Your assignment -
Look through the listing below and report the lines that have the word "filename" in them.

Input data -
■ ■ ■

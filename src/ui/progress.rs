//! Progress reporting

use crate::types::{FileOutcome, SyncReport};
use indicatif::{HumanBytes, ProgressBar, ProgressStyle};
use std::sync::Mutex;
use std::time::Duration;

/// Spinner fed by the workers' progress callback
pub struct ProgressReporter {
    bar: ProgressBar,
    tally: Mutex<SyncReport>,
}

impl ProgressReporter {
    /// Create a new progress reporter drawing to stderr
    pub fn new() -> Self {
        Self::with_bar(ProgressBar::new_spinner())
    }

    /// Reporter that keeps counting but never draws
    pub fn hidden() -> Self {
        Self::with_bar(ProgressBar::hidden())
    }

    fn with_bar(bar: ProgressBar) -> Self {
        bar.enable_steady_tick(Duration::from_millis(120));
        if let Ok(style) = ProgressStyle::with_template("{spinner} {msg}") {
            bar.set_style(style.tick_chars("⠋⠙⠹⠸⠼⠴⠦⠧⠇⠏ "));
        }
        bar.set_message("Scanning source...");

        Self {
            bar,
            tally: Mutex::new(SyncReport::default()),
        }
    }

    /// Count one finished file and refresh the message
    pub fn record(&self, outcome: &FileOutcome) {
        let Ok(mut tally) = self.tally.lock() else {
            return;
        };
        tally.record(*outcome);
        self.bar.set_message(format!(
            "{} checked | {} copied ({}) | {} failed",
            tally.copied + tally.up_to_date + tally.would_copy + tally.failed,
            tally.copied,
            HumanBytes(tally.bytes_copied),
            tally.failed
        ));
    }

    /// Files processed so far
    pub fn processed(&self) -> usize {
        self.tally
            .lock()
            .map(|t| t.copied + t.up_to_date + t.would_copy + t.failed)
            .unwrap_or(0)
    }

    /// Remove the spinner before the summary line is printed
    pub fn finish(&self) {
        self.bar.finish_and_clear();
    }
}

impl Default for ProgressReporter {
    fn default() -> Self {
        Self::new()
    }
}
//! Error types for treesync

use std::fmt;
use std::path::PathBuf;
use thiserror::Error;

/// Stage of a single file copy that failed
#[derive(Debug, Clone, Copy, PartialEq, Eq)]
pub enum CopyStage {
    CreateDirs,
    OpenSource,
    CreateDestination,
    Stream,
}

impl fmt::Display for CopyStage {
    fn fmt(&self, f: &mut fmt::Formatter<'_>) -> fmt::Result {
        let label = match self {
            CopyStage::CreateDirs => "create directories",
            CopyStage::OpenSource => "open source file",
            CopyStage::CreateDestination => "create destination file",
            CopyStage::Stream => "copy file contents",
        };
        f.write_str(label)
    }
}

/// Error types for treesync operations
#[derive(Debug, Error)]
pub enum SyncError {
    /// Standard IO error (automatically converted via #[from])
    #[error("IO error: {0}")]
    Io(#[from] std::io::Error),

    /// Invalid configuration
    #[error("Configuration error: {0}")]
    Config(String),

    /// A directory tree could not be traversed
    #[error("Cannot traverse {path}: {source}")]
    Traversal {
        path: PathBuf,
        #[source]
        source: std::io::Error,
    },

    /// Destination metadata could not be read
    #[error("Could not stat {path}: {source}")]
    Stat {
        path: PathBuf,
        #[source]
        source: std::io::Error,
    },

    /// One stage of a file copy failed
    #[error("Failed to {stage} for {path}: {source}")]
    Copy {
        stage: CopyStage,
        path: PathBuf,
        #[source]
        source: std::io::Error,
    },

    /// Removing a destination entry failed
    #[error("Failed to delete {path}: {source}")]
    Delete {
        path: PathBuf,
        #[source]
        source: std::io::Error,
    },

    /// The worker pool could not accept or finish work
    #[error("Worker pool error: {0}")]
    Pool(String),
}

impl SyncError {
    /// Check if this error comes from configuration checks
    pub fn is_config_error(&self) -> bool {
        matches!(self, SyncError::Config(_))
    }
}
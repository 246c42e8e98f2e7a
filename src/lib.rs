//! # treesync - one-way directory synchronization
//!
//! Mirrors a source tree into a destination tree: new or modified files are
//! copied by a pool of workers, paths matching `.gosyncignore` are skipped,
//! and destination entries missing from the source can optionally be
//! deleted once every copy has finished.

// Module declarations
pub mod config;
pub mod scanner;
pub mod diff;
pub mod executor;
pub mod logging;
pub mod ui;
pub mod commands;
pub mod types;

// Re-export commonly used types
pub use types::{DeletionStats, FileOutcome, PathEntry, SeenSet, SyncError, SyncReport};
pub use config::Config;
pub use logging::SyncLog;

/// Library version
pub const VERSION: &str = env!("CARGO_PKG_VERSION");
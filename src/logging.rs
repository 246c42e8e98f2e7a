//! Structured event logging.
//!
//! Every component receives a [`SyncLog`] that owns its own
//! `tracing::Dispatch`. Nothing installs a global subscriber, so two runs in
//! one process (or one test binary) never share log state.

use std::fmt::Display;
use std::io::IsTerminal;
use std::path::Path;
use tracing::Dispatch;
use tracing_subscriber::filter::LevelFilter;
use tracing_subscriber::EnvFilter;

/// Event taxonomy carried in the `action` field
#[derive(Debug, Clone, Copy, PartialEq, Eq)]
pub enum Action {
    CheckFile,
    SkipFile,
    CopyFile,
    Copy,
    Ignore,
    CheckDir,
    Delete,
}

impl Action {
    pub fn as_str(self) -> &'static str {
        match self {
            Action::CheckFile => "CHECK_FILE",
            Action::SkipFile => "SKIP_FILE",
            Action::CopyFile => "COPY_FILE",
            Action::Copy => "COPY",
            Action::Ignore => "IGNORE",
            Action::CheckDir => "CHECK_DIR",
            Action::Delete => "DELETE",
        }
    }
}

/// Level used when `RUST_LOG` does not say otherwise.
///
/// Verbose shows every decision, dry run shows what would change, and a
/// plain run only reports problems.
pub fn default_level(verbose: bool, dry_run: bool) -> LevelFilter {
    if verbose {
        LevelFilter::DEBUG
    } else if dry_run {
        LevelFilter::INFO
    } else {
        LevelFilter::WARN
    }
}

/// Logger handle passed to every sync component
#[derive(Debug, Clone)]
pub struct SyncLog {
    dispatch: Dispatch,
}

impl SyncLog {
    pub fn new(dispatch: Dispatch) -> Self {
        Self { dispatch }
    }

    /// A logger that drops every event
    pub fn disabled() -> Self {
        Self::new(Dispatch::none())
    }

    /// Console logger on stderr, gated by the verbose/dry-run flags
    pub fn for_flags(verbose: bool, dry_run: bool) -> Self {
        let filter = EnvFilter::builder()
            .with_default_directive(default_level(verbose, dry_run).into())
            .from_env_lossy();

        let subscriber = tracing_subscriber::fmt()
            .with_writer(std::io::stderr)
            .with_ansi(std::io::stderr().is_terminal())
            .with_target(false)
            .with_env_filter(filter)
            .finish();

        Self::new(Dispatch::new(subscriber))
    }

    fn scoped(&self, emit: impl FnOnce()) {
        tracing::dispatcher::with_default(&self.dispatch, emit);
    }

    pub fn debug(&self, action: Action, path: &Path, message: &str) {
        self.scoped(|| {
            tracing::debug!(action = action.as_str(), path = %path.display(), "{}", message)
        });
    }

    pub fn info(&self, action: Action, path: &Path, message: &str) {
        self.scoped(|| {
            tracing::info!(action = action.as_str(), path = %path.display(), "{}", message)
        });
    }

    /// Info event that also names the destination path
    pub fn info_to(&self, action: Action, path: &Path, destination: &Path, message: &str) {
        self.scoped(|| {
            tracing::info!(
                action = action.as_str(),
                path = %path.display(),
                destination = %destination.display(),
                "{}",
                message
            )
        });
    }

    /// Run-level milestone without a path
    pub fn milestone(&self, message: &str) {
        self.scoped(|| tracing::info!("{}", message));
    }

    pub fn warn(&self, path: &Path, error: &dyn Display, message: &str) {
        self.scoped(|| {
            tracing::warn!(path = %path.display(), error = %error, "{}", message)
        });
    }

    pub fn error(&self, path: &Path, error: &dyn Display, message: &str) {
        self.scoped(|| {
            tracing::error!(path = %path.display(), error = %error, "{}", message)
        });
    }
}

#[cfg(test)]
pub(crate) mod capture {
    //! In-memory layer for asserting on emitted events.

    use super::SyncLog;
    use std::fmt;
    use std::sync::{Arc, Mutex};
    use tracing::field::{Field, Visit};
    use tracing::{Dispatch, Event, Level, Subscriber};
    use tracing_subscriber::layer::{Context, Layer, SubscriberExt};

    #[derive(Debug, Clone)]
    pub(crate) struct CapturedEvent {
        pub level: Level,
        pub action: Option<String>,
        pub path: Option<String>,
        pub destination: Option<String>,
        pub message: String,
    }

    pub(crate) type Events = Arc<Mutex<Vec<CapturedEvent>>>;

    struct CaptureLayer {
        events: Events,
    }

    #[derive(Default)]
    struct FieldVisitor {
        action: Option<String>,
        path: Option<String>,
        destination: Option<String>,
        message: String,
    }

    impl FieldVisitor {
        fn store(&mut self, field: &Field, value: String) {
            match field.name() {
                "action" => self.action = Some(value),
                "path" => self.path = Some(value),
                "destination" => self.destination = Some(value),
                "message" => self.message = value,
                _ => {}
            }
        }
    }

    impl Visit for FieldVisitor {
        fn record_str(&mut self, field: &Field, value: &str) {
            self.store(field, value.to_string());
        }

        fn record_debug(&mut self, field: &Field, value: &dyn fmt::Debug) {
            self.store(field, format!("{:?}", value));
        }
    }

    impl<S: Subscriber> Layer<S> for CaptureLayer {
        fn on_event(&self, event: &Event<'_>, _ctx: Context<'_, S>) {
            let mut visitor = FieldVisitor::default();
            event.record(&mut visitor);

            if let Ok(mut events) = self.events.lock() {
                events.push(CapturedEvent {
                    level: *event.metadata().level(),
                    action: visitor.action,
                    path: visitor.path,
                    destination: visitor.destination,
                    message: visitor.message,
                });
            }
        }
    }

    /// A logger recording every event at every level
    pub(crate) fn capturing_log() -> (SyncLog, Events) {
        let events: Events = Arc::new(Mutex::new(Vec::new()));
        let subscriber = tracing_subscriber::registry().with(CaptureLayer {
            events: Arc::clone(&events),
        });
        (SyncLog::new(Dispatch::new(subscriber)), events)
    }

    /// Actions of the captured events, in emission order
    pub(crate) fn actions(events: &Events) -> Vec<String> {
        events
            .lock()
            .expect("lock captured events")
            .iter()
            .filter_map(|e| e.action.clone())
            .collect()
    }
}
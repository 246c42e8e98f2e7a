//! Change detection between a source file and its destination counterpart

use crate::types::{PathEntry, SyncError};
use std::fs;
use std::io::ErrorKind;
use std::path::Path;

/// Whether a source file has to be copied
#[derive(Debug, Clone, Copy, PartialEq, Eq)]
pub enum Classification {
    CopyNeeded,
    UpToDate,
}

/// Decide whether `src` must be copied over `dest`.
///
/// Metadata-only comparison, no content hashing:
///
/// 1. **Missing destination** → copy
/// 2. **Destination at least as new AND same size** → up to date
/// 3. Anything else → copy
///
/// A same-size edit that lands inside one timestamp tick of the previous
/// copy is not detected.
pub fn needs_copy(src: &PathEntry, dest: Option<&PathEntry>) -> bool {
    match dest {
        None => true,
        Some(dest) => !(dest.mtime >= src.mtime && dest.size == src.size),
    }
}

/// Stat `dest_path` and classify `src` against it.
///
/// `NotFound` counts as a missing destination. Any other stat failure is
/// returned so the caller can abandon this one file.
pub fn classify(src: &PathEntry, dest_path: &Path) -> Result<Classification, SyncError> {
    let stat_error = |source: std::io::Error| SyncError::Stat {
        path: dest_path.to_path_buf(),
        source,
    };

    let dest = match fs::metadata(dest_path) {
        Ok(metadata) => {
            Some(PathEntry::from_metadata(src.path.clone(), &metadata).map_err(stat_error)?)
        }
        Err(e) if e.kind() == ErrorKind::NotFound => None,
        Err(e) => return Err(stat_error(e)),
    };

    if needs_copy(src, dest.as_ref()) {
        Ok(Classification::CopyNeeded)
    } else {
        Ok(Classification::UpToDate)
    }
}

■ ■ ■

Written solution -
filename src/ui/progress.rs
filename src/lib.rs
filename src/logging.rs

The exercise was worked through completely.